Saved entries
-----

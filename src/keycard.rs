//! A keycard is one owner's complete entry chain, oldest first. The
//! container enforces the structural rules — uniform type, contiguous
//! one-based indices — at append time, and can verify the whole chain of
//! custody in one call. Serialization wraps each entry's canonical bytes in
//! `----- BEGIN ENTRY -----` / `----- END ENTRY -----` envelopes so cards
//! survive being pasted through things that mangle blank lines.

use crate::{
    entry::{Entry, EntryType, ENTRY_BEGIN, ENTRY_END},
    error::{Error, Result},
};
use getset::{CopyGetters, Getters};

/// An owner's full chain of entries.
#[derive(Debug, Clone, PartialEq, Eq, Getters, CopyGetters)]
pub struct Keycard {
    #[getset(get_copy = "pub")]
    card_type: EntryType,
    #[getset(get = "pub")]
    entries: Vec<Entry>,
}

impl Keycard {
    pub fn new(card_type: EntryType) -> Self {
        Self {
            card_type,
            entries: Vec::new(),
        }
    }

    /// The most recent entry, which is the one holding the owner's current
    /// keys.
    pub fn current(&self) -> Option<&Entry> {
        self.entries.last()
    }

    /// Append the next entry in the chain. The entry must match the card's
    /// type and carry an index exactly one past the current tip.
    pub fn append(&mut self, entry: Entry) -> Result<()> {
        if entry.entry_type() != self.card_type {
            return Err(Error::EntryTypeMismatch);
        }
        if entry.index()? != self.entries.len() as u64 + 1 {
            return Err(Error::ChainDiscontinuity);
        }
        self.entries.push(entry);
        Ok(())
    }

    /// Verify the card end to end: every entry fully compliant and every
    /// consecutive pair linked by a valid custody signature. The root entry
    /// has no predecessor, so it carries no custody obligation here; trusting
    /// it is the resolver's out-of-band problem.
    pub fn verify(&self) -> Result<()> {
        for entry in &self.entries {
            if !entry.is_compliant() {
                return Err(Error::NotCompliant);
            }
        }
        for pair in self.entries.windows(2) {
            pair[1].verify_chain(&pair[0])?;
        }
        Ok(())
    }

    /// Serialize the whole card as enveloped entry blocks.
    pub fn to_text(&self) -> String {
        let mut out = String::new();
        for entry in &self.entries {
            out.push_str(ENTRY_BEGIN);
            out.push_str("\r\n");
            // canonical bytes are valid UTF-8 by construction
            out.push_str(&String::from_utf8_lossy(&entry.canonical_bytes(None)));
            out.push_str(ENTRY_END);
            out.push_str("\r\n");
        }
        out
    }

    /// Parse a serialized card. Every entry block must be enveloped, parse
    /// cleanly, and match the type of the first; indices must be contiguous
    /// from 1. An unbalanced envelope anywhere rejects the whole card.
    pub fn parse(text: &str) -> Result<Keycard> {
        let mut card: Option<Keycard> = None;
        let mut block: Option<String> = None;

        for line in text.split("\r\n") {
            let trimmed = line.trim();
            if trimmed == ENTRY_BEGIN {
                if block.is_some() {
                    return Err(Error::EnvelopeMismatch);
                }
                block = Some(String::new());
            } else if trimmed == ENTRY_END {
                let accumulated = block.take().ok_or(Error::EnvelopeMismatch)?;
                let entry = Entry::parse(&accumulated)?;
                let chain = card.get_or_insert_with(|| Keycard::new(entry.entry_type()));
                chain.append(entry)?;
            } else if let Some(accumulated) = block.as_mut() {
                accumulated.push_str(line);
                accumulated.push_str("\r\n");
            } else if !trimmed.is_empty() {
                return Err(Error::EnvelopeMismatch);
            }
        }
        if block.is_some() {
            return Err(Error::EnvelopeMismatch);
        }
        card.ok_or(Error::MalformedInput(0))
    }
}

#[cfg(test)]
pub(crate) mod tests {
    use super::*;
    use crate::crypto::{self, test_rng};
    use crate::entry::tests::{complete_user_entry, user_entry};

    /// A verified three-entry user card plus the org signing key used
    /// throughout it.
    pub(crate) fn three_entry_card() -> Keycard {
        let mut rng = test_rng();
        let (mut entry, mut keys) = user_entry(&mut rng);
        let org_keys = crypto::generate_org_keys(&mut rng, false).unwrap();
        let org_signing = &org_keys["Primary-Verification-Key.private"];
        complete_user_entry(&mut entry, org_signing, &keys);

        let mut card = Keycard::new(EntryType::User);
        card.append(entry.clone()).unwrap();

        for _ in 0..2 {
            let custody = keys["Contact-Request-Verification-Key.private"].clone();
            let (mut next, next_keys) = entry.chain(&custody, false, &mut rng).unwrap();
            next.sign(org_signing, "Organization").unwrap();
            next.generate_hash("BLAKE2B-256").unwrap();
            next.sign(&next_keys["Verification-Key.private"], "User")
                .unwrap();
            card.append(next.clone()).unwrap();
            entry = next;
            keys = next_keys;
        }
        card
    }

    #[test]
    fn append_enforces_type_and_contiguity() {
        let mut rng = test_rng();
        let mut card = Keycard::new(EntryType::Organization);

        let (user, _) = user_entry(&mut rng);
        assert_eq!(card.append(user).err(), Some(Error::EntryTypeMismatch));

        let (mut org, _) = crate::entry::tests::org_entry(&mut rng);
        org.set_field("Index", "2").unwrap();
        assert_eq!(
            card.append(org.clone()).err(),
            Some(Error::ChainDiscontinuity)
        );

        org.set_field("Index", "1").unwrap();
        card.append(org).unwrap();
        assert_eq!(card.entries().len(), 1);
        assert_eq!(card.current().unwrap().index().unwrap(), 1);
    }

    #[test]
    fn verify_walks_the_whole_chain() {
        let card = three_entry_card();
        card.verify().unwrap();
        assert_eq!(card.entries().len(), 3);
        assert_eq!(card.current().unwrap().index().unwrap(), 3);

        // dropping a middle entry's custody signature breaks verification
        let mut broken = card.clone();
        let mut middle = broken.entries[1].clone();
        middle.set_field("Name", "Someone Else").unwrap();
        broken.entries[1] = middle;
        assert!(broken.verify().is_err());
    }

    #[test]
    fn text_round_trip() {
        let card = three_entry_card();
        let text = card.to_text();
        assert!(text.starts_with(ENTRY_BEGIN));

        let parsed = Keycard::parse(&text).unwrap();
        assert_eq!(parsed, card);
        parsed.verify().unwrap();
    }

    #[test]
    fn parse_rejects_broken_envelopes() {
        let card = three_entry_card();
        let text = card.to_text();

        // unterminated final block
        let truncated = &text[..text.len() - ENTRY_END.len() - 2];
        assert_eq!(
            Keycard::parse(truncated).err(),
            Some(Error::EnvelopeMismatch)
        );

        // stray footer
        let stray = format!("{}\r\n{}", ENTRY_END, text);
        assert_eq!(Keycard::parse(&stray).err(), Some(Error::EnvelopeMismatch));

        // content outside any envelope
        let loose = format!("Type:User\r\n{}", text);
        assert_eq!(Keycard::parse(&loose).err(), Some(Error::EnvelopeMismatch));

        // nothing at all
        assert_eq!(Keycard::parse("").err(), Some(Error::MalformedInput(0)));
    }

    #[test]
    fn parse_rejects_mixed_types_and_index_gaps() {
        let card = three_entry_card();
        let mut rng = test_rng();
        let (org, _) = crate::entry::tests::org_entry(&mut rng);

        let mut text = card.to_text();
        text.push_str(ENTRY_BEGIN);
        text.push_str("\r\n");
        text.push_str(&String::from_utf8_lossy(&org.canonical_bytes(None)));
        text.push_str(ENTRY_END);
        text.push_str("\r\n");
        assert_eq!(Keycard::parse(&text).err(), Some(Error::EntryTypeMismatch));

        // duplicating the last block creates an index gap at append time
        let blocks = card.to_text();
        let last_block_start = blocks.rfind(ENTRY_BEGIN).unwrap();
        let duplicated = format!("{}{}", blocks, &blocks[last_block_start..]);
        assert_eq!(
            Keycard::parse(&duplicated).err(),
            Some(Error::ChainDiscontinuity)
        );
    }
}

-----

Reproduce precisely, and with no line left out, each line from the top of the entries through the line that carries "pub struct Keycard".

▶ **Answer section**:
filename src/keycard.rs
//! A keycard is one owner's complete entry chain, oldest first. The
//! container enforces the structural rules — uniform type, contiguous
//! one-based indices — at append time, and can verify the whole chain of
//! custody in one call. Serialization wraps each entry's canonical bytes in
//! `----- BEGIN ENTRY -----` / `----- END ENTRY -----` envelopes so cards
//! survive being pasted through things that mangle blank lines.

use crate::{
    entry::{Entry, EntryType, ENTRY_BEGIN, ENTRY_END},
    error::{Error, Result},
};
use getset::{CopyGetters, Getters};

/// An owner's full chain of entries.
#[derive(Debug, Clone, PartialEq, Eq, Getters, CopyGetters)]
pub struct Keycard {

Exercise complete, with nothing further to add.